NPS Tier 1 Equity Scheme (E) Performance – Oct 2016

A look at how NPS Tier 1 Equity schemes (E) have performed. With the increase in popularity of NPS because of the clever introduction of additional tax saving benefits – which one should avoid, more and more people are searching for “best NPS pension fund manager”.

The reality is that there is nothing much to choose between the seven pension fund managers – ICICI, UTI, HDFC, Kotak, Reliance, SBI, LIC. Value Research has started maintaining returns of NPS Schemes and quick will validate the above comment.

Asset allocation is key for any portfolio, especially for NPS. I have always maintained – avoid NPS if you have a choice. If you are already a subscriber and can change asset allocation, then choose the fixed income options of Class G and Class C and avoid Class E. Read more about this: 

A Guide to investing in the National Pension System (NPS)

The reason for avoiding equity in NPS is simple. There are better choices out there. Although NPS fund managers can now actively manage the equity portfolio, I cannot see them beating mutual funds. However, to be fair to them, the decision to allow such active management is quite recent and we need to give them time.

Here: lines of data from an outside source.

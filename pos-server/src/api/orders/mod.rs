//! Order API module

pub(crate) mod handler;

use axum::{
    Router,
    routing::{get, patch},
};

use crate::core::ServerState;

pub fn router() -> Router<ServerState> {
    Router::new().nest("/api/orders", order_routes())
}

fn order_routes() -> Router<ServerState> {
    Router::new()
        .route("/", get(handler::list).post(handler::create))
        .route("/{id}", get(handler::get_by_id))
        .route("/{id}/status", patch(handler::update_status))
}
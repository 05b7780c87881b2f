//! POS / Inventory Backend
//!
//! Point-of-sale backend: staff credentials, item catalog, and order
//! settlement against an embedded database, exposed over HTTP.
//!
//! # Module structure
//!
//! ```text
//! pos-server/src/
//! ├── core/        # configuration, state, server bootstrap
//! ├── auth/        # JWT verification, role gate, middleware
//! ├── db/          # store traits + redb / in-memory backends
//! ├── ledger/      # per-item stock ledger
//! ├── settlement/  # order settlement engine
//! ├── api/         # HTTP routes and handlers
//! └── utils/       # error envelope, logging
//! ```

pub mod api;
pub mod auth;
pub mod core;
pub mod db;
pub mod ledger;
pub mod settlement;
pub mod utils;

// Re-export public types
pub use auth::{AccessPolicy, AuthError, CallerIdentity, JwtService, authorize};
pub use crate::core::{Config, Server, ServerState};
pub use db::{CredentialStore, ItemStore, MemoryStore, OrderStore, RedbStore};
pub use ledger::{StockError, StockLedger};
pub use settlement::{OrderError, SettlementEngine};
pub use utils::{AppError, AppResponse, AppResult};
pub use utils::logger::{init_logger, init_logger_with_file};

/// Security event logging - structured entries under the `security` target
#[macro_export]
macro_rules! security_log {
    ($level:expr, $event:expr, $($key:ident = $value:expr),*) => {
        tracing::info!(
            target: "security",
            level = $level,
            event = $event,
            $($key = $value),*
        );
    };
}

pub fn print_banner() {
    println!(
        r#"
    ____  ____  _____
   / __ \/ __ \/ ___/___  ______   _____  _____
  / /_/ / / / /\__ \/ _ \/ ___/ | / / _ \/ ___/
 / ____/ /_/ /___/ /  __/ /   | |/ /  __/ /
/_/    \____//____/\___/_/    |___/\___/_/
    "#
    );
}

At the same time, one must also keep in mind that NPS expenses have gradually been increasing. Active management will only increase it further – making it more difficult for a fund manager to beat the index.

As many of you know, I have NPS by default and sadly 40% of my retirement corpus is in there. Govt employees will soon be able to change the asset allocation from max 15 equity to higher. However, I will never do this. I prefer to let NPS remain a debt fund.

Obtaining NPS historical NAV data is a pain. ICICI offers it in an Excel. UTI in a PDF file, others online with restrictions of one month at a time. I have taken the easiest two choices – ICICI and UTI Tier Equity schemes and calculated rolling returns against the Nifty total returns index (including dividends). Both these funds are for private NPS subscribers.

ICICI Tier 1 Class E vs UTI Tier 1 Class E

nps-icici-t1-e-vs-uti-t1-e

As mentioned above, not much to differentiate between the schemes since mid-2009.

ICICI Pru Tier 1 Class E vs Nifty TRI – 3-year rolling returns

nps_icici-t1-e-3y
No of data points ~ 1000

ICICI Pru Tier 1 Class E vs Nifty TRI – 5-year rolling returns

nps_icici-t1-e-5y
No of data points ~ 590

ICICI Pru Tier 1 Class E vs Nifty TRI -7-year rolling returns

nps_icici-t1-e-7y
No of data points ~ 100

As is obvious from these graphs, the ICICI Tier 1 Class E-fund has barely beat the total returns index. This is no doubt a good achievement, considering the limitations. However, there are better choices out there.

Even a so-called “has-been” under-performer like HDFC Top 200 has done better.

hdfc-top-200-nps-icici-t1-e-vs-uti-t1-e

Is that a fair comparison? Not to the NPS schemes but fair enough for us to realise that there are plenty of better choices out there, which are easy enough to find.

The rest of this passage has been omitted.